# Fursona vs Characters



## Grimm Hund (Mar 3, 2018)

I've begun growing a list of characters used in one medium or another. I have characters created into art so I can visualize them as I write stories of them.

I know entire groups unite people based around their fursona, but I'm not sure which crowd I fall into.


----------



## KittyEbon (Mar 3, 2018)

I'm sorta in the same boat but most furries I've met have more than one fursona.


----------



## Grimm Hund (Mar 3, 2018)

Would the fursona be the character that you can use an identity? I suppose a D&D character makes for a fursona or maybe it's usually the first character you associate yourself with. Would all my characters be fursonas?


----------



## Belatucadros (Mar 3, 2018)

Generally a fursona is a character that you personally identify with, or represents you. A character that doesn't represent you is just a character in most cases.

Of course, these aren't set-in-stone rules.


----------



## Grimm Hund (Mar 3, 2018)

Grimm Hund was my first original character in writing. Became my FA identity and has been my Fursona since then.


----------



## Mayflower (Mar 4, 2018)

I'd say that a fursona is what you want it to be. My fursona is just my main character. It's the one pretty much all my ideas revolve around. I like to commission pictures of her, and it's her I'm talking about in fursona related threads. 
She's not an anthro version of me. She's the main character of my own imagined furry story. I just find it easy to use the term "fursona".


----------



## Stealtheart (Mar 6, 2018)

My main I count as my sona because he is a reflection of who I am and who I want to be. Yes he's different but in a way he's like me if I had been born under different circumstances. He's important to me  and I use him alot.
Then I have characters, yes I work a lot on their personalities and even get art of them, but I don't connect with them as much and thus they don't show a part of me.


----------



## AnarchyLynx (Mar 7, 2018)

I use my fursona for interacting with other furs but I've not really done anything creative with him. If I'm ever feeling creative I try to avoid author-insertion (to a point) so my characters usually don't feel like representations of me.


----------



## Sunburst_Odell (Mar 7, 2018)

My fursona is an OC as well as a fursona. He has his own, very different story that isn't like my life at all. But I consider him a fursona as well because his personality is extremely similar to mine and I usually identify as him on furry sites.


----------



## Ginza (Mar 7, 2018)

My sona was made mainly to fit in with the fandom. I write, and develop all my (numerous) characters equally. My sona is essentially, my "animal form" and main character. I have many other characters that I use, but aren't my go-to representation. They all more or less represent me, or an aspect of me. Some are completely different. In the end, what you consider your sona to be, is up to you!


----------



## Rumby (Mar 7, 2018)

I call my furries characters not really sona's as a lot of them don't identify with me and more are for story purposes. 

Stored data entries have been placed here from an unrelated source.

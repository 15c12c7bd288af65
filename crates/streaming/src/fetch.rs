use formats::ObjectKey;

/// Identifies one outstanding part fetch.
///
/// `generation` is unique per request; a result is only accepted while the
/// cache slot it targets is still owned by the same generation.
#[derive(Debug, Clone, PartialEq, Eq, PartialOrd, Ord, Hash)]
pub struct FetchToken {
    pub key: ObjectKey,
    pub part: u32,
    pub generation: u64,
}

impl FetchToken {
    pub fn id(&self) -> &str {
        &self.key.id
    }

    pub fn md5(&self) -> &str {
        &self.key.md5
    }
}

impl std::fmt::Display for FetchToken {
    fn fmt(&self, f: &mut std::fmt::Formatter<'_>) -> std::fmt::Result {
        write!(f, "{}#{} (gen {})", self.key, self.part, self.generation)
    }
}

#[derive(Debug, Clone, PartialEq, Eq)]
pub struct FetchRequest {
    pub token: FetchToken,
    pub layer: usize,
}

impl FetchRequest {
    /// Queue priority (smaller runs first): the interactive layer decodes first.
    pub fn priority(&self) -> i32 {
        self.layer.min(i32::MAX as usize) as i32
    }
}

/// What became of a fetch result handed back to the cache.
#[derive(Debug, Copy, Clone, PartialEq, Eq)]
pub enum FetchOutcome {
    Accepted,
    StaleFetchDiscard,
}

Though I guess this bunny girl I have is inspired by my family and culture, so I guess she'd be the closest to a fursona if I needed to talk about one.


----------



## Skychickens (Mar 14, 2018)

Personally? Sona is what I use as a “mostly a self insert” type thing. I put a lot of myself into that character. I end up retiring sonas when they become too much their own character. 

So usually I only have one ‘sona per grouping. I have one fursona, but a handful of characters that count as furs. I have two ponysonas, but ones a species and ones regular. Then I have characters. 

Just my two cents.


----------